» **What is being asked**: Type out the data below in its entirety, exactly as given.

» **Study material**:
────────────────────

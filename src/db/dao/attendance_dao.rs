use sea_orm::{ColumnTrait, DatabaseConnection, QueryFilter, QueryOrder, Set};

use super::{DaoBase, DaoResult};
use crate::db::entities::attendance_entry;
use crate::db::entities::prelude::AttendanceEntry;

#[derive(Clone)]
pub struct AttendanceDao {
    db: DatabaseConnection,
}

impl DaoBase for AttendanceDao {
    type Entity = AttendanceEntry;
    const ENTITY_NAME: &'static str = "attendance entry";

    fn new(db: &DatabaseConnection) -> Self {
        Self { db: db.clone() }
    }

    fn db(&self) -> &DatabaseConnection {
        &self.db
    }
}

impl AttendanceDao {
    /// No check is made that `student_name` belongs to an enrolled student.
    pub async fn create_entry(
        &self,
        date: &str,
        student_name: &str,
        present: i32,
    ) -> DaoResult<attendance_entry::Model> {
        let model = attendance_entry::ActiveModel {
            date: Set(date.to_string()),
            student_name: Set(student_name.to_string()),
            present: Set(present),
            ..Default::default()
        };
        self.create(model).await
    }

    /// Exact, case-sensitive match on the stored name, in recording order.
    pub async fn list_by_student_name(
        &self,
        student_name: &str,
    ) -> DaoResult<Vec<attendance_entry::Model>> {
        let student_name = student_name.to_string();
        self.find_all(move |query| {
            query
                .filter(attendance_entry::Column::StudentName.eq(student_name))
                .order_by_asc(attendance_entry::Column::Id)
        })
        .await
    }
}

#[cfg(test)]
mod tests {
    use super::AttendanceDao;
    use crate::db::dao::DaoBase;
    use crate::test_helpers::memory_db;

    #[tokio::test]
    async fn entries_match_names_exactly() {
        let db = memory_db().await;
        let dao = AttendanceDao::new(&db);

        let ana = dao
            .create_entry("2024-05-01", "Ana", 1)
            .await
            .expect("create entry");
        dao.create_entry("2024-05-01", "ana", 0)
            .await
            .expect("create entry");
        dao.create_entry("2024-05-02", "Ana ", 1)
            .await
            .expect("create entry");

        let entries = dao
            .list_by_student_name("Ana")
            .await
            .expect("query entries");
        assert_eq!(entries, vec![ana]);
    }

    #[tokio::test]
    async fn unknown_flags_are_stored_verbatim() {
        let db = memory_db().await;
        let dao = AttendanceDao::new(&db);

        let entry = dao
            .create_entry("ontem", "Zeca", 7)
            .await
            .expect("create entry");

        assert_eq!(entry.present, 7);
        assert!(!entry.is_present());
        assert_eq!(entry.date, "ontem");
    }
}
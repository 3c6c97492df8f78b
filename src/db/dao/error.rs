use sea_orm::DbErr;

#[derive(Debug, thiserror::Error)]
pub enum DaoLayerError {
    #[error("Database error: {0}")]
    Db(#[from] DbErr),
    #[error("{entity} not found (id={id})")]
    NotFound { entity: &'static str, id: i32 },
    /// A write referenced a row that does not exist.
    #[error("referenced {entity} does not exist (id={id})")]
    Integrity { entity: &'static str, id: i32 },
}

pub type DaoResult<T> = Result<T, DaoLayerError>;
pub const DEFAULT_HOST: &str = "127.0.0.1";
pub const DEFAULT_PORT: i64 = 3000;
pub const DEFAULT_RUST_LOG: &str = "info,tower_http=info";
pub const DEFAULT_DATABASE_URL: &str = "sqlite://roll_call.db?mode=rwc";
pub const DEFAULT_DB_MAX_CONNECTIONS: i64 = 10;
pub const DEFAULT_DB_MIN_IDLE: i64 = 1;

────────────────────

» **Exercise output**:
filename src/db/dao/attendance_dao.rs
use sea_orm::{ColumnTrait, DatabaseConnection, QueryFilter, QueryOrder, Set};

use super::{DaoBase, DaoResult};
use crate::db::entities::attendance_entry;
use crate::db::entities::prelude::AttendanceEntry;

#[derive(Clone)]
pub struct AttendanceDao {
    db: DatabaseConnection,
}

impl DaoBase for AttendanceDao {
    type Entity = AttendanceEntry;
    const ENTITY_NAME: &'static str = "attendance entry";

    fn new(db: &DatabaseConnection) -> Self {
        Self { db: db.clone() }
    }

    fn db(&self) -> &DatabaseConnection {
        &self.db
    }
}

impl AttendanceDao {
    /// No check is made that `student_name` belongs to an enrolled student.
    pub async fn create_entry(
        &self,
        date: &str,
        student_name: &str,
        present: i32,
    ) -> DaoResult<attendance_entry::Model> {
        let model = attendance_entry::ActiveModel {
            date: Set(date.to_string()),
            student_name: Set(student_name.to_string()),
            present: Set(present),
            ..Default::default()
        };
        self.create(model).await
    }

    /// Exact, case-sensitive match on the stored name, in recording order.
    pub async fn list_by_student_name(
        &self,
        student_name: &str,
    ) -> DaoResult<Vec<attendance_entry::Model>> {
        let student_name = student_name.to_string();
        self.find_all(move |query| {
            query
                .filter(attendance_entry::Column::StudentName.eq(student_name))
                .order_by_asc(attendance_entry::Column::Id)
        })
        .await
    }
}

#[cfg(test)]
mod tests {
    use super::AttendanceDao;
    use crate::db::dao::DaoBase;
    use crate::test_helpers::memory_db;

    #[tokio::test]
    async fn entries_match_names_exactly() {
        let db = memory_db().await;
        let dao = AttendanceDao::new(&db);

        let ana = dao
            .create_entry("2024-05-01", "Ana", 1)
            .await
            .expect("create entry");
        dao.create_entry("2024-05-01", "ana", 0)
            .await
            .expect("create entry");
        dao.create_entry("2024-05-02", "Ana ", 1)
            .await
            .expect("create entry");

        let entries = dao
            .list_by_student_name("Ana")
            .await
            .expect("query entries");
        assert_eq!(entries, vec![ana]);
    }

    #[tokio::test]
    async fn unknown_flags_are_stored_verbatim() {
        let db = memory_db().await;
        let dao = AttendanceDao::new(&db);

        let entry = dao
            .create_entry("ontem", "Zeca", 7)
            .await
            .expect("create entry");

        assert_eq!(entry.present, 7);
        assert!(!entry.is_present());
        assert_eq!(entry.date, "ontem");
    }
}
repository 3c6c97492df8f78b
filename src/db/dao/error.rs
use sea_orm::DbErr;

#[derive(Debug, thiserror::Error)]
pub enum DaoLayerError {
    #[error("Database error: {0}")]
    Db(#[from] DbErr),
    #[error("{entity} not found (id={id})")]
    NotFound { entity: &'static str, id: i32 },
    /// A write referenced a row that does not exist.
    #[error("referenced {entity} does not exist (id={id})")]
    Integrity { entity: &'static str, id: i32 },
}

pub type DaoResult<T> = Result<T, DaoLayerError>;
pub const DEFAULT_HOST: &str = "127.0.0.1";
pub const DEFAULT_PORT: i64 = 3000;
pub const DEFAULT_RUST_LOG: &str = "info,tower_http=info";
pub const DEFAULT_DATABASE_URL: &str = "sqlite://roll_call.db?mode=rwc";
pub const DEFAULT_DB_MAX_CONNECTIONS: i64 = 10;
pub const DEFAULT_DB_MIN_IDLE: i64 = 1;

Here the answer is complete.